Stock futures open flat as Wall Street closes New Year


Traders work on the floor of the New York Stock Exchange.

NYSE

US stocks opened with flatlines Sunday night before the first session of 2021 after a volatile year of futures trading.

The Dow Jones Industrial Average Futures were down just 37 points or 0.1%. The S&P 500 and Nasdaq 100 futures closed down slightly.

Both the Dow and the S&P 500 closed at record highs on Thursday, the last trading day of 2020, to wrap up a year of surprisingly strong gains.

The 30-stock Dow ended last year with a gain of 7.3%, and the S&P 500 rose 16.3% at the time. At one point in 2020, the two market benchmarks were down more than 30% as the coronovirus epidemic ravaged the global economy.
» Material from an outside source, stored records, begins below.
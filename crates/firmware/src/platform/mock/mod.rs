//! Mock platform services
//!
//! Deterministic stand-ins for the hardware collaborators:
//! [`MockActuators`] records commanded outputs (with optional fault
//! injection), [`SweepAutotuner`] produces a square-wave excitation for
//! TUNE, and [`MockVehicle`] bundles every collaborator plus the input
//! snapshots into one harness that can mint a [`PlaneContext`] per
//! cycle.

use crate::plane::mode::tune::{Autotuner, TuneCommand};
use crate::plane::{ModeManager, PlaneContext};
use crate::subsystems::AttitudeHold;
use skylark_core::actuator::ActuatorInterface;
use skylark_core::ahrs::{AttitudeSnapshot, PositionFix};
use skylark_core::mission::WaypointQueue;
use skylark_core::mixing::Axis;
use skylark_core::mode::{PendingTransition, VehicleState};
use skylark_core::parameters::{self, ControlParams, ParameterStore};
use skylark_core::rc::PilotInput;
use skylark_core::scheduler::MockTimerService;
use skylark_core::traits::{MockTime, TimeSource};

/// Records the last commanded actuator targets.
#[derive(Debug)]
pub struct MockActuators {
    pub left_deg: f32,
    pub right_deg: f32,
    pub throttle: f32,
    pub bay_deg: f32,
    /// Fault injection: fail the next elevon command
    pub fail_elevons: bool,
    /// Fault injection: fail the next throttle command
    pub fail_throttle: bool,
}

impl MockActuators {
    pub fn new() -> Self {
        Self {
            left_deg: 90.0,
            right_deg: 90.0,
            throttle: 0.0,
            bay_deg: 90.0,
            fail_elevons: false,
            fail_throttle: false,
        }
    }
}

impl Default for MockActuators {
    fn default() -> Self {
        Self::new()
    }
}

impl ActuatorInterface for MockActuators {
    fn set_elevons(&mut self, left_deg: f32, right_deg: f32) -> Result<(), &'static str> {
        if self.fail_elevons {
            return Err("mock elevon fault");
        }
        self.left_deg = left_deg;
        self.right_deg = right_deg;
        Ok(())
    }

    fn set_throttle(&mut self, normalized: f32) -> Result<(), &'static str> {
        if self.fail_throttle {
            return Err("mock throttle fault");
        }
        self.throttle = normalized.clamp(0.0, 1.0);
        Ok(())
    }

    fn set_bay(&mut self, angle_deg: f32) -> Result<(), &'static str> {
        self.bay_deg = angle_deg.clamp(0.0, 180.0);
        Ok(())
    }
}

/// Square-wave excitation source for TUNE.
#[derive(Debug)]
pub struct SweepAutotuner {
    axis: Axis,
    amplitude_deg: f32,
    period_s: f32,
    elapsed_s: f32,
}

impl SweepAutotuner {
    pub fn new(axis: Axis, amplitude_deg: f32, period_s: f32) -> Self {
        Self {
            axis,
            amplitude_deg,
            period_s,
            elapsed_s: 0.0,
        }
    }
}

impl Autotuner for SweepAutotuner {
    fn axis(&self) -> Axis {
        self.axis
    }

    fn step(&mut self, _attitude: &AttitudeSnapshot, dt: f32) -> TuneCommand {
        self.elapsed_s += dt;
        let phase = self.elapsed_s % self.period_s;
        let setpoint_deg = if phase < self.period_s / 2.0 {
            self.amplitude_deg
        } else {
            -self.amplitude_deg
        };
        TuneCommand { setpoint_deg }
    }
}

/// Whole-vehicle test harness.
///
/// Owns every collaborator a mode can touch plus the per-cycle input
/// snapshots. `step()` advances the clock one 50 Hz cycle, fires due
/// timers, and runs the mode manager.
pub struct MockVehicle {
    pub actuators: MockActuators,
    pub attitude_hold: AttitudeHold,
    pub timer: MockTimerService,
    pub plan: WaypointQueue,
    pub params: ParameterStore,
    pub pending: PendingTransition,
    pub state: VehicleState,
    pub time: MockTime,
    pub attitude: AttitudeSnapshot,
    pub position: PositionFix,
    pub pilot: PilotInput,
    pub tuner: Option<SweepAutotuner>,
    /// While true, `step()` keeps stamping fresh receiver frames.
    pub rc_connected: bool,
}

impl MockVehicle {
    /// Healthy vehicle, level at 100 m, both sensor feeds safe, clock
    /// started away from zero.
    pub fn new() -> Self {
        let mut params = ParameterStore::new();
        parameters::register_all_defaults(&mut params).expect("default parameters fit the store");

        let state = VehicleState::new();
        state.set_ahrs_safe(true);
        state.set_gps_safe(true);

        let time = MockTime::with_initial(1_000_000);
        let pilot = PilotInput::centered(time.now_us());

        Self {
            actuators: MockActuators::new(),
            attitude_hold: AttitudeHold::new(&ControlParams::from_store(&params)),
            timer: MockTimerService::new(),
            plan: WaypointQueue::new(),
            params,
            pending: PendingTransition::new(),
            state,
            time,
            attitude: AttitudeSnapshot::level(),
            position: PositionFix::new(35.0, 139.0, 100.0),
            pilot,
            tuner: None,
            rc_connected: true,
        }
    }

    /// Current mock clock in microseconds.
    pub fn now_us(&self) -> u64 {
        self.time.now_us()
    }

    /// Build the context for the current cycle.
    pub fn context(&mut self) -> PlaneContext<'_> {
        PlaneContext {
            attitude: self.attitude,
            position: self.position,
            pilot: self.pilot,
            now_us: self.time.now_us(),
            actuators: &mut self.actuators,
            attitude_hold: &mut self.attitude_hold,
            timer: &mut self.timer,
            plan: &mut self.plan,
            params: &self.params,
            pending: &self.pending,
            vehicle: &self.state,
            tuner: self
                .tuner
                .as_mut()
                .map(|tuner| tuner as &mut dyn Autotuner),
        }
    }

    /// Advance one 50 Hz cycle and run the mode manager.
    pub fn step(&mut self, manager: &mut ModeManager) -> Result<(), &'static str> {
        self.time.advance(20_000);
        if self.rc_connected {
            self.pilot.last_frame_us = self.time.now_us();
        }
        self.timer.tick(self.time.now_ms(), &self.pending);

        let mut ctx = self.context();
        manager.update(&mut ctx)
    }

    /// Run `n` cycles, asserting each succeeds.
    pub fn run_cycles(&mut self, manager: &mut ModeManager, n: usize) {
        for _ in 0..n {
            self.step(manager).expect("cycle failed");
        }
    }
}

impl Default for MockVehicle {
    fn default() -> Self {
        Self::new()
    }
}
The real deadlock of 2020 was the Nasdaq Composite, which rose 43.6% to its biggest one-year gain since 2009. The Nasdaq result came as investors and traders invested in tech stocks due to the Kovid-19 outbreak.

Unprecedented fiscal and monetary support for the economy – along with the development and rollout of several Kovid-19 vaccines – helped the market recover from a massive decline to trade back to its all-time high.

Mark Shakin, CEO of Chakin Analytics, wrote, “The stock market is based on the twin pillars of fiscal and monetary policy coordinated by the US Treasury and Federal Reserve Board in 2021 and a successful COVID vaccine rollout.” “However, we envision some bumps in the road along the way.”

The US rollout of several Kovid-19 vaccines has been slowed down recently due to supply constraints.

Monsef Salai, head of Operation Tana Speed, said Sunday that the US could rollout its vaccine by giving half a dose to a group of Americans of modern-day medicine. “We know that for a modern vaccine that gives half a dose to people between 18 and 55 years old … to a 100-microgram dose brings about the same immune response,” Saloi said.

The number of coronovirus cases in the US also continues to rise, raising concerns about the pace of economic recovery in 2021. Data compiled by Johns Hopkins University confirmed more than 20 million Kovid-19 infections in the US, as well as 1.8 million virus-related deaths worldwide. Several cases of a new coronavirus virus have been confirmed across the country.

Wall Street is also keeping an eye on Georgia as the state prepares for the Senate runoff election on Tuesday, which could give Democrats a majority in the Chamber.

“With the Georgia runoff elections on Tuesday and the Electoral College Drama on Wednesday, a pick is expected this week in two-way trade and short-term volatility,” Chikin said.